**Action item**: Look for the word "renderer" in the entries below, then copy every line that has it.

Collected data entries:
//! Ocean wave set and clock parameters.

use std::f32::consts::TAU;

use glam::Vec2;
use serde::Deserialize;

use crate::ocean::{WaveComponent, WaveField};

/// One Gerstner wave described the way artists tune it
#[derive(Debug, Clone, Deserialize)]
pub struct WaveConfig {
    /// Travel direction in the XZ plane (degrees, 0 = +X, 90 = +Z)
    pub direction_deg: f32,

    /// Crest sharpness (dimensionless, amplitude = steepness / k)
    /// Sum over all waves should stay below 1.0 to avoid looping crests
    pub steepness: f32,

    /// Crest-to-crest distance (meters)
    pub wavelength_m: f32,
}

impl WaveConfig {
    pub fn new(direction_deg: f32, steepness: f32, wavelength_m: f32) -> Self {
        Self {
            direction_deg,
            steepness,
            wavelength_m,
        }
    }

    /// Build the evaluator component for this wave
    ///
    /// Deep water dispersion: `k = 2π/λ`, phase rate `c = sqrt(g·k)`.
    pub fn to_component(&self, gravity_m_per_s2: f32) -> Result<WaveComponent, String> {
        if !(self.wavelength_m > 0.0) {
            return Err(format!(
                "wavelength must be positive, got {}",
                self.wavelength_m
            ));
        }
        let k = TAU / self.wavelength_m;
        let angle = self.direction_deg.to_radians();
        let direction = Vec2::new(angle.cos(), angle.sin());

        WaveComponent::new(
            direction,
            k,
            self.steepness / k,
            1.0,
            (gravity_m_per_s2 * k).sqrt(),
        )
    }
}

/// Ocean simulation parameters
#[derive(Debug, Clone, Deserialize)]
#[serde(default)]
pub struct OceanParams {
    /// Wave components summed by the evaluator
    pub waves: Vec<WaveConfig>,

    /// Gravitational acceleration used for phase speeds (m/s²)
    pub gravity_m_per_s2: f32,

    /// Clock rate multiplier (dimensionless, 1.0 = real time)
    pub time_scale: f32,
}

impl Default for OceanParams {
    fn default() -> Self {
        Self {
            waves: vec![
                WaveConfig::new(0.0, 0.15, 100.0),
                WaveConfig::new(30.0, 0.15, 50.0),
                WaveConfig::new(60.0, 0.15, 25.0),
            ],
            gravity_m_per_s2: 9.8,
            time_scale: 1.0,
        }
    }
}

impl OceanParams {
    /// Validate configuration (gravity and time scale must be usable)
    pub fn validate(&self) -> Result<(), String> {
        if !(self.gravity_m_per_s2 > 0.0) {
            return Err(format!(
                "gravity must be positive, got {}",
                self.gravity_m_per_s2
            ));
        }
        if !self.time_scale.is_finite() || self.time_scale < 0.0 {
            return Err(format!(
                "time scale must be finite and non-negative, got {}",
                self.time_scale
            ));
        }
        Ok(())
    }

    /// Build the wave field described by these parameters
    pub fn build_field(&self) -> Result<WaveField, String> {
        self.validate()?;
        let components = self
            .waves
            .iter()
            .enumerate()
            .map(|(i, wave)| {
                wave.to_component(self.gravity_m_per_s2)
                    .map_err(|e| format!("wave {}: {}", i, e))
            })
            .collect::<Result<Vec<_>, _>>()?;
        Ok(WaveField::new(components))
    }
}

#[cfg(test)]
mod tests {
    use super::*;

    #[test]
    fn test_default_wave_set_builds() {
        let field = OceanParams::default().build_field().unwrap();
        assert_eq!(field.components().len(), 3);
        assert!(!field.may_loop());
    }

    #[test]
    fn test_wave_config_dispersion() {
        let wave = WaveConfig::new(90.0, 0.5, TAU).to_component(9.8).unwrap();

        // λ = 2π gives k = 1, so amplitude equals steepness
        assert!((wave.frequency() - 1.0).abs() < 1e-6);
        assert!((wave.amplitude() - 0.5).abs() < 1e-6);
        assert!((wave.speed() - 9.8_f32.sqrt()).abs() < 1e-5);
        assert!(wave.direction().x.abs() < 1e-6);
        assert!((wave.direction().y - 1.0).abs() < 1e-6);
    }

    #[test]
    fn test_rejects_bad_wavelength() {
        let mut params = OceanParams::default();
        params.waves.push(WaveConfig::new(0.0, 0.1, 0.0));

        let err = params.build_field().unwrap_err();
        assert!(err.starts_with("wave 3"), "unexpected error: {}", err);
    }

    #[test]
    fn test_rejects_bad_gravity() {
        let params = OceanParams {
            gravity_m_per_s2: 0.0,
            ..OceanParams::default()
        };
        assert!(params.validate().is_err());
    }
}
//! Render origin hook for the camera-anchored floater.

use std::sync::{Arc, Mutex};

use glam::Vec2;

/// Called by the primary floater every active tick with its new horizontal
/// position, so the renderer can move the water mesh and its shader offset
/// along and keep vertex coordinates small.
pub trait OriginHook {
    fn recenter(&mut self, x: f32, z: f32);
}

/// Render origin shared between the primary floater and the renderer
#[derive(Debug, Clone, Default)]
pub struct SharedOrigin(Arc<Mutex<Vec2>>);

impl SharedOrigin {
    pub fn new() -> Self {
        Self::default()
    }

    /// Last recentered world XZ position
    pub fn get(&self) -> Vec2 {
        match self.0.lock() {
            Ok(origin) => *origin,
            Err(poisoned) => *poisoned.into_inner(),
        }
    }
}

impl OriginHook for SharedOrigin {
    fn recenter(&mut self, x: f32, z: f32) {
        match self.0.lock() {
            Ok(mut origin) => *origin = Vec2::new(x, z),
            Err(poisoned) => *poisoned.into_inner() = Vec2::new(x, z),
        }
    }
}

**Reply**:
/// position, so the renderer can move the water mesh and its shader offset
/// Render origin shared between the primary floater and the renderer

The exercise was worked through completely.